[[ Records for this task, beginning ]]

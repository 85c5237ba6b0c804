//! Network configuration types for the roster server.

use std::time::Duration;

/// HTTP listener configuration.
#[derive(Debug, Clone)]
pub struct NetworkConfig {
    /// Bind address for the server.
    pub host: String,
    /// Port to listen on. 0 means OS-assigned.
    pub port: u16,
    /// Allowed CORS origins. `"*"` allows any origin.
    pub cors_origins: Vec<String>,
    /// Maximum time to wait for a request to complete.
    pub request_timeout: Duration,
}

impl Default for NetworkConfig {
    fn default() -> Self {
        Self {
            host: "0.0.0.0".to_string(),
            port: 0,
            cors_origins: vec!["*".to_string()],
            request_timeout: Duration::from_secs(30),
        }
    }
}

impl NetworkConfig {
    /// `host:port` as passed to the TCP listener.
    #[must_use]
    pub fn bind_addr(&self) -> String {
        format!("{}:{}", self.host, self.port)
    }
}

#[cfg(test)]
mod tests {
    use super::*;

    #[test]
    fn network_config_defaults() {
        let config = NetworkConfig::default();
        assert_eq!(config.host, "0.0.0.0");
        assert_eq!(config.port, 0);
        assert_eq!(config.cors_origins, vec!["*"]);
        assert_eq!(config.request_timeout, Duration::from_secs(30));
    }

    #[test]
    fn bind_addr_joins_host_and_port() {
        let config = NetworkConfig {
            host: "127.0.0.1".to_string(),
            port: 5000,
            ..NetworkConfig::default()
        };
        assert_eq!(config.bind_addr(), "127.0.0.1:5000");
    }
}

[[ Records for this task, end ]]

→ **Instructions to follow**
Copy out the entries above exactly as given, starting at the top and ending with the line containing "impl Default for"; include both and nothing more.

→ **Answer box**
repository 85c5237ba6b0c804
//! Network configuration types for the roster server.

use std::time::Duration;

/// HTTP listener configuration.
#[derive(Debug, Clone)]
pub struct NetworkConfig {
    /// Bind address for the server.
    pub host: String,
    /// Port to listen on. 0 means OS-assigned.
    pub port: u16,
    /// Allowed CORS origins. `"*"` allows any origin.
    pub cors_origins: Vec<String>,
    /// Maximum time to wait for a request to complete.
    pub request_timeout: Duration,
}

impl Default for NetworkConfig {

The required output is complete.